Open Data Euskadi, the Basque portal for open data, will turn 2 years old this month of april. Time for some thinking about our endeavour. In these two years, we have been pushing towards getting a critical mass of data in our service, so reusers can have prime material to work. The current number of datasets, according to our search engine, is 1,953 so we hope to get to 2,000 before summer. Downloads from the community are around 500 per month, and there is also regular API usage, maybe also other forms of re-use which we cannot detect.

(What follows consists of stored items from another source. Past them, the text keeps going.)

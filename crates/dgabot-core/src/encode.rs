//! Character-ordinal encoding of domain names into fixed-width rows.
//!
//! Each character becomes its Unicode scalar value. Rows are then padded with
//! the sentinel or truncated so every row is exactly `max_len` wide:
//!
//! - `google.com` with post padding → `[103, 111, 111, 103, 108, 101, 46, 99, 111, 109, -1, ...]`
//! - a 120-char name with pre truncation → its last 100 characters

use crate::config::{EncodingConfig, OrdinalPolicy, Side};
use crate::error::EncodeError;

/// A row-major `rows × width` block of encoded domains, ready to hand to the
/// inference runtime as a single tensor.
#[derive(Debug, Clone, PartialEq, Eq)]
pub struct EncodedBatch {
    data: Vec<i64>,
    rows: usize,
    width: usize,
}

impl EncodedBatch {
    pub fn rows(&self) -> usize {
        self.rows
    }

    pub fn width(&self) -> usize {
        self.width
    }

    pub fn is_empty(&self) -> bool {
        self.rows == 0
    }

    /// Tensor shape `[rows, width]`.
    pub fn shape(&self) -> [i64; 2] {
        [self.rows as i64, self.width as i64]
    }

    pub fn row(&self, i: usize) -> &[i64] {
        &self.data[i * self.width..(i + 1) * self.width]
    }

    pub fn as_slice(&self) -> &[i64] {
        &self.data
    }

    pub fn into_vec(self) -> Vec<i64> {
        self.data
    }
}

/// Encode a single domain into a row of exactly `config.max_len` values.
pub fn encode_domain(domain: &str, config: &EncodingConfig) -> Result<Vec<i64>, EncodeError> {
    let mut row = Vec::with_capacity(config.max_len);
    encode_into(domain, config, &mut row)?;
    Ok(row)
}

/// Encode every domain into one batch, preserving input order.
pub fn encode_batch<S: AsRef<str>>(
    domains: &[S],
    config: &EncodingConfig,
) -> Result<EncodedBatch, EncodeError> {
    let mut data = Vec::with_capacity(domains.len() * config.max_len);
    for domain in domains {
        encode_into(domain.as_ref(), config, &mut data)?;
    }
    Ok(EncodedBatch {
        data,
        rows: domains.len(),
        width: config.max_len,
    })
}

/// Append the encoded row for `domain` to `out`.
fn encode_into(domain: &str, config: &EncodingConfig, out: &mut Vec<i64>) -> Result<(), EncodeError> {
    let ordinals = domain
        .chars()
        .enumerate()
        .map(|(index, ch)| ordinal(domain, index, ch, config))
        .collect::<Result<Vec<i64>, _>>()?;

    let kept = if ordinals.len() > config.max_len {
        match config.truncating {
            Side::Pre => &ordinals[ordinals.len() - config.max_len..],
            Side::Post => &ordinals[..config.max_len],
        }
    } else {
        &ordinals[..]
    };

    let pad = config.max_len - kept.len();
    match config.padding {
        Side::Pre => {
            out.extend(std::iter::repeat_n(config.pad_value, pad));
            out.extend_from_slice(kept);
        }
        Side::Post => {
            out.extend_from_slice(kept);
            out.extend(std::iter::repeat_n(config.pad_value, pad));
        }
    }
    Ok(())
}

fn ordinal(domain: &str, index: usize, ch: char, config: &EncodingConfig) -> Result<i64, EncodeError> {
    let code = ch as u32;
    if code <= config.max_ordinal {
        return Ok(code as i64);
    }
    match config.ordinals {
        OrdinalPolicy::PassThrough => Ok(code as i64),
        OrdinalPolicy::Clamp => Ok(config.max_ordinal as i64),
        OrdinalPolicy::Reject => Err(EncodeError::Unrepresentable {
            domain: domain.to_string(),
            index,
            ch,
        }),
    }
}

Absolute numbers are not a priority for us, because we have set some minimum of quality before we free some dataset. Those requirements have not been put on ink until now, but the guidelines that we have found on the opendata portal of another Spanish community, that of Castilla y León, are good enough for us, and we support them totally, as one of our goals is to coordinate with other public administrations opening their data.
- Well structured data catalogues.
- Stable, persistent and extensible URI structure.
- Durable URI usage
- Trasparency when accessing external services
- Standard formats
- Using our own vocabularies, well defined and explained.
1,000 followers in twitter
The portal has, since January 2011, an area to communicate with the community, and also this blog with an English version, so we can maximize our reach. We also opened a Twitter channel (@opendataeuskadi) which has surpassed the 1,000 follower number recently.
Over the following 12 months we hope to get more feedback from reusers. We are open to receive proposal and ideas: new services, inverstigation, mashups.. We’ll do our best to respond and also give visibility to those projects. A summary of our goals would be this:
- Open more datasets
- Detect which data still on the closet is the most important to open next
- Improve structure of datasets and the API for better reuse
- Coordinate with other public bodies offering open data
Thank you everybody. An open data policy needs a solidary society to respond, it’s up to the public to create social value through reuse. We are here to help.